[Stored data]
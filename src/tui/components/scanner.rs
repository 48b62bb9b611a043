//! # Scanner Overlay
//!
//! Stands in for the camera: the decoded QR text is typed or pasted in.
//! Enter reports a successful scan, Esc cancels.
//!
//! Follows the persistent state + transient wrapper pattern:
//! - `ScannerState` lives in `TuiState` while the overlay is open
//! - `Scanner` is created each frame with borrowed state

use ratatui::Frame;
use ratatui::layout::{Alignment, Rect};
use ratatui::style::{Color, Style};
use ratatui::text::{Line, Span};
use ratatui::widgets::{Block, Borders, Clear, Padding, Paragraph, Wrap};

use unicode_width::UnicodeWidthChar;

use crate::tui::component::{Component, EventHandler};
use crate::tui::components::centered_rect;
use crate::tui::event::TuiEvent;
use crate::tui::theme;

/// Events emitted by the scanner overlay.
#[derive(Debug, Clone, PartialEq)]
pub enum ScanEvent {
    Scanned(String),
    Cancelled,
}

#[derive(Debug, Default)]
pub struct ScannerState {
    pub buffer: String,
}

impl ScannerState {
    pub fn new() -> Self {
        Self::default()
    }
}

impl EventHandler for ScannerState {
    type Event = ScanEvent;

    fn handle_event(&mut self, event: &TuiEvent) -> Option<ScanEvent> {
        match event {
            TuiEvent::InputChar(c) => {
                self.buffer.push(*c);
                None
            }
            // Scanners hand over a single line
            TuiEvent::Paste(data) => {
                self.buffer.push_str(data.trim_end_matches(['\r', '\n']));
                None
            }
            TuiEvent::Backspace => {
                self.buffer.pop();
                None
            }
            TuiEvent::Submit => {
                if self.buffer.is_empty() {
                    None
                } else {
                    Some(ScanEvent::Scanned(std::mem::take(&mut self.buffer)))
                }
            }
            TuiEvent::Escape => Some(ScanEvent::Cancelled),
            _ => None,
        }
    }
}

/// Transient render wrapper for the scanner overlay.
pub struct Scanner<'a> {
    state: &'a ScannerState,
}

impl<'a> Scanner<'a> {
    pub fn new(state: &'a ScannerState) -> Self {
        Self { state }
    }
}

impl Component for Scanner<'_> {
    fn render(&mut self, frame: &mut Frame, area: Rect) {
        let overlay = centered_rect(70, 40, area);
        // borders + padding + prompt + cursor
        let input_width = overlay.width.saturating_sub(7) as usize;
        frame.render_widget(Clear, overlay);

        let block = Block::default()
            .borders(Borders::ALL)
            .border_style(Style::default().fg(theme::ACCENT))
            .title(" Scan QR Code ")
            .title_alignment(Alignment::Left)
            .title_bottom(Line::from(" Enter Scan  Esc Cancel ").centered())
            .padding(Padding::horizontal(1));

        let lines = vec![
            Line::from(Span::styled(
                "Position the QR code within the frame",
                theme::muted(),
            )),
            Line::from(Span::styled("(paste or type the decoded text)", theme::muted())),
            Line::default(),
            Line::from(vec![
                Span::styled("> ", Style::default().fg(theme::PRIMARY)),
                Span::styled(
                    visible_tail(&self.state.buffer, input_width),
                    Style::default().fg(Color::White),
                ),
                Span::styled("▏", Style::default().fg(theme::PRIMARY)),
            ]),
        ];

        frame.render_widget(
            Paragraph::new(lines).block(block).wrap(Wrap { trim: false }),
            overlay,
        );
    }
}

/// The longest suffix of `text` that fits in `width` columns.
fn visible_tail(text: &str, width: usize) -> &str {
    let mut used = 0;
    for (i, c) in text.char_indices().rev() {
        used += c.width().unwrap_or(0);
        if used > width {
            return &text[i + c.len_utf8()..];
        }
    }
    text
}

#[cfg(test)]
mod tests {
    use super::*;
    use crate::test_support::render_text;

    #[test]
    fn test_typing_and_submit() {
        let mut state = ScannerState::new();
        for c in "hello".chars() {
            assert_eq!(state.handle_event(&TuiEvent::InputChar(c)), None);
        }
        state.handle_event(&TuiEvent::Backspace);
        assert_eq!(
            state.handle_event(&TuiEvent::Submit),
            Some(ScanEvent::Scanned("hell".to_string()))
        );
        assert!(state.buffer.is_empty());
    }

    #[test]
    fn test_paste_strips_trailing_newline() {
        let mut state = ScannerState::new();
        state.handle_event(&TuiEvent::Paste("restaurant:42\n".to_string()));
        assert_eq!(state.buffer, "restaurant:42");
    }

    #[test]
    fn test_empty_submit_ignored() {
        let mut state = ScannerState::new();
        assert_eq!(state.handle_event(&TuiEvent::Submit), None);
    }

    #[test]
    fn test_escape_cancels() {
        let mut state = ScannerState::new();
        state.buffer = "half".to_string();
        assert_eq!(state.handle_event(&TuiEvent::Escape), Some(ScanEvent::Cancelled));
    }

    #[test]
    fn test_visible_tail() {
        assert_eq!(visible_tail("restaurant:42", 40), "restaurant:42");
        assert_eq!(visible_tail("restaurant:42", 2), "42");
        assert_eq!(visible_tail("寿司bar", 4), "bar");
        assert_eq!(visible_tail("", 0), "");
    }

    #[test]
    fn test_render_shows_buffer() {
        let state = ScannerState {
            buffer: "https://example.com".to_string(),
        };
        let text = render_text(80, 20, |f| Scanner::new(&state).render(f, f.area()));
        assert!(text.contains("Scan QR Code"));
        assert!(text.contains("https://example.com"));
    }
}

◆ WHAT THE EXERCISE ASKS ◆
Copy out the records above exactly and completely.

◆ RESPONSE BOX ◆
filename src/tui/components/scanner.rs
repository 48b62bb9b611a043
//! # Scanner Overlay
//!
//! Stands in for the camera: the decoded QR text is typed or pasted in.
//! Enter reports a successful scan, Esc cancels.
//!
//! Follows the persistent state + transient wrapper pattern:
//! - `ScannerState` lives in `TuiState` while the overlay is open
//! - `Scanner` is created each frame with borrowed state

use ratatui::Frame;
use ratatui::layout::{Alignment, Rect};
use ratatui::style::{Color, Style};
use ratatui::text::{Line, Span};
use ratatui::widgets::{Block, Borders, Clear, Padding, Paragraph, Wrap};

use unicode_width::UnicodeWidthChar;

use crate::tui::component::{Component, EventHandler};
use crate::tui::components::centered_rect;
use crate::tui::event::TuiEvent;
use crate::tui::theme;

/// Events emitted by the scanner overlay.
#[derive(Debug, Clone, PartialEq)]
pub enum ScanEvent {
    Scanned(String),
    Cancelled,
}

#[derive(Debug, Default)]
pub struct ScannerState {
    pub buffer: String,
}

impl ScannerState {
    pub fn new() -> Self {
        Self::default()
    }
}

impl EventHandler for ScannerState {
    type Event = ScanEvent;

    fn handle_event(&mut self, event: &TuiEvent) -> Option<ScanEvent> {
        match event {
            TuiEvent::InputChar(c) => {
                self.buffer.push(*c);
                None
            }
            // Scanners hand over a single line
            TuiEvent::Paste(data) => {
                self.buffer.push_str(data.trim_end_matches(['\r', '\n']));
                None
            }
            TuiEvent::Backspace => {
                self.buffer.pop();
                None
            }
            TuiEvent::Submit => {
                if self.buffer.is_empty() {
                    None
                } else {
                    Some(ScanEvent::Scanned(std::mem::take(&mut self.buffer)))
                }
            }
            TuiEvent::Escape => Some(ScanEvent::Cancelled),
            _ => None,
        }
    }
}

/// Transient render wrapper for the scanner overlay.
pub struct Scanner<'a> {
    state: &'a ScannerState,
}

impl<'a> Scanner<'a> {
    pub fn new(state: &'a ScannerState) -> Self {
        Self { state }
    }
}

impl Component for Scanner<'_> {
    fn render(&mut self, frame: &mut Frame, area: Rect) {
        let overlay = centered_rect(70, 40, area);
        // borders + padding + prompt + cursor
        let input_width = overlay.width.saturating_sub(7) as usize;
        frame.render_widget(Clear, overlay);

        let block = Block::default()
            .borders(Borders::ALL)
            .border_style(Style::default().fg(theme::ACCENT))
            .title(" Scan QR Code ")
            .title_alignment(Alignment::Left)
            .title_bottom(Line::from(" Enter Scan  Esc Cancel ").centered())
            .padding(Padding::horizontal(1));

        let lines = vec![
            Line::from(Span::styled(
                "Position the QR code within the frame",
                theme::muted(),
            )),
            Line::from(Span::styled("(paste or type the decoded text)", theme::muted())),
            Line::default(),
            Line::from(vec![
                Span::styled("> ", Style::default().fg(theme::PRIMARY)),
                Span::styled(
                    visible_tail(&self.state.buffer, input_width),
                    Style::default().fg(Color::White),
                ),
                Span::styled("▏", Style::default().fg(theme::PRIMARY)),
            ]),
        ];

        frame.render_widget(
            Paragraph::new(lines).block(block).wrap(Wrap { trim: false }),
            overlay,
        );
    }
}

/// The longest suffix of `text` that fits in `width` columns.
fn visible_tail(text: &str, width: usize) -> &str {
    let mut used = 0;
    for (i, c) in text.char_indices().rev() {
        used += c.width().unwrap_or(0);
        if used > width {
            return &text[i + c.len_utf8()..];
        }
    }
    text
}

#[cfg(test)]
mod tests {
    use super::*;
    use crate::test_support::render_text;

    #[test]
    fn test_typing_and_submit() {
        let mut state = ScannerState::new();
        for c in "hello".chars() {
            assert_eq!(state.handle_event(&TuiEvent::InputChar(c)), None);
        }
        state.handle_event(&TuiEvent::Backspace);
        assert_eq!(
            state.handle_event(&TuiEvent::Submit),
            Some(ScanEvent::Scanned("hell".to_string()))
        );
        assert!(state.buffer.is_empty());
    }

    #[test]
    fn test_paste_strips_trailing_newline() {
        let mut state = ScannerState::new();
        state.handle_event(&TuiEvent::Paste("restaurant:42\n".to_string()));
        assert_eq!(state.buffer, "restaurant:42");
    }

    #[test]
    fn test_empty_submit_ignored() {
        let mut state = ScannerState::new();
        assert_eq!(state.handle_event(&TuiEvent::Submit), None);
    }

    #[test]
    fn test_escape_cancels() {
        let mut state = ScannerState::new();
        state.buffer = "half".to_string();
        assert_eq!(state.handle_event(&TuiEvent::Escape), Some(ScanEvent::Cancelled));
    }

    #[test]
    fn test_visible_tail() {
        assert_eq!(visible_tail("restaurant:42", 40), "restaurant:42");
        assert_eq!(visible_tail("restaurant:42", 2), "42");
        assert_eq!(visible_tail("寿司bar", 4), "bar");
        assert_eq!(visible_tail("", 0), "");
    }

    #[test]
    fn test_render_shows_buffer() {
        let state = ScannerState {
            buffer: "https://example.com".to_string(),
        };
        let text = render_text(80, 20, |f| Scanner::new(&state).render(f, f.area()));
        assert!(text.contains("Scan QR Code"));
        assert!(text.contains("https://example.com"));
    }
}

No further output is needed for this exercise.